> [Task directions] Exact reproduction is required for all entries.

++++ Exercise data

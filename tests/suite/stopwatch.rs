//! End-to-end stopwatch behavior through the widget state.

use task_timer_core::{ActionLabel, InputMode};

use crate::common::manual_app;

#[test]
fn full_session_start_pause_adjust_resume_reset() {
    let (mut app, clock) = manual_app();
    assert_eq!(app.displayed().to_string(), "00:00:00:00");
    assert_eq!(app.action_label(), ActionLabel::Start);

    app.toggle_active();
    clock.advance_millis(61_234);
    app.tick();
    assert_eq!(app.displayed().to_string(), "00:01:01:23");

    app.toggle_active();
    assert_eq!(app.action_label(), ActionLabel::Resume);

    app.open_add_time();
    app.add_time_text("3600");
    assert!(app.submit_add_time().is_some());
    assert_eq!(app.displayed().to_string(), "01:01:01:23");

    app.toggle_active();
    clock.advance_millis(500);
    app.tick();
    assert_eq!(app.displayed().to_string(), "01:01:01:73");

    app.reset();
    assert_eq!(app.displayed().to_string(), "00:00:00:00");
    assert_eq!(app.action_label(), ActionLabel::Start);
}

#[test]
fn time_does_not_advance_while_paused() {
    let (mut app, clock) = manual_app();
    app.toggle_active();
    clock.advance_millis(2_000);
    app.toggle_active();

    for _ in 0..10 {
        clock.advance_millis(1_000);
        app.tick();
    }
    assert_eq!(app.displayed().as_millis(), 2_000);
}

#[test]
fn adding_time_while_running_keeps_counting() {
    let (mut app, clock) = manual_app();
    app.toggle_active();
    clock.advance_millis(1_000);

    app.open_add_time();
    app.add_time_text("10");
    app.submit_add_time();
    assert_eq!(app.input_mode(), InputMode::Normal);

    clock.advance_millis(1_000);
    app.tick();
    assert_eq!(app.displayed().as_millis(), 12_000);
    assert_eq!(app.action_label(), ActionLabel::Pause);
}

#[test]
fn trailing_text_in_adjustment_is_ignored() {
    let (mut app, _) = manual_app();
    app.open_add_time();
    app.add_time_text("45 seconds");
    assert!(app.add_time().can_submit());
    app.submit_add_time();
    assert_eq!(app.displayed().to_string(), "00:00:45:00");
}

#[test]
fn cancelled_adjustment_changes_nothing() {
    let (mut app, _) = manual_app();
    app.open_add_time();
    app.add_time_text("120");
    app.cancel_add_time();
    assert!(app.displayed().is_zero());
    assert!(!app.add_time().is_visible());

    // The field reopens empty.
    app.open_add_time();
    assert_eq!(app.add_time().input(), "");
}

++++++++

> [Answer to the exercise]
filename tests/suite/stopwatch.rs
//! End-to-end stopwatch behavior through the widget state.

use task_timer_core::{ActionLabel, InputMode};

use crate::common::manual_app;

#[test]
fn full_session_start_pause_adjust_resume_reset() {
    let (mut app, clock) = manual_app();
    assert_eq!(app.displayed().to_string(), "00:00:00:00");
    assert_eq!(app.action_label(), ActionLabel::Start);

    app.toggle_active();
    clock.advance_millis(61_234);
    app.tick();
    assert_eq!(app.displayed().to_string(), "00:01:01:23");

    app.toggle_active();
    assert_eq!(app.action_label(), ActionLabel::Resume);

    app.open_add_time();
    app.add_time_text("3600");
    assert!(app.submit_add_time().is_some());
    assert_eq!(app.displayed().to_string(), "01:01:01:23");

    app.toggle_active();
    clock.advance_millis(500);
    app.tick();
    assert_eq!(app.displayed().to_string(), "01:01:01:73");

    app.reset();
    assert_eq!(app.displayed().to_string(), "00:00:00:00");
    assert_eq!(app.action_label(), ActionLabel::Start);
}

#[test]
fn time_does_not_advance_while_paused() {
    let (mut app, clock) = manual_app();
    app.toggle_active();
    clock.advance_millis(2_000);
    app.toggle_active();

    for _ in 0..10 {
        clock.advance_millis(1_000);
        app.tick();
    }
    assert_eq!(app.displayed().as_millis(), 2_000);
}

#[test]
fn adding_time_while_running_keeps_counting() {
    let (mut app, clock) = manual_app();
    app.toggle_active();
    clock.advance_millis(1_000);

    app.open_add_time();
    app.add_time_text("10");
    app.submit_add_time();
    assert_eq!(app.input_mode(), InputMode::Normal);

    clock.advance_millis(1_000);
    app.tick();
    assert_eq!(app.displayed().as_millis(), 12_000);
    assert_eq!(app.action_label(), ActionLabel::Pause);
}

#[test]
fn trailing_text_in_adjustment_is_ignored() {
    let (mut app, _) = manual_app();
    app.open_add_time();
    app.add_time_text("45 seconds");
    assert!(app.add_time().can_submit());
    app.submit_add_time();
    assert_eq!(app.displayed().to_string(), "00:00:45:00");
}

#[test]
fn cancelled_adjustment_changes_nothing() {
    let (mut app, _) = manual_app();
    app.open_add_time();
    app.add_time_text("120");
    app.cancel_add_time();
    assert!(app.displayed().is_zero());
    assert!(!app.add_time().is_visible());

    // The field reopens empty.
    app.open_add_time();
    assert_eq!(app.add_time().input(), "");
}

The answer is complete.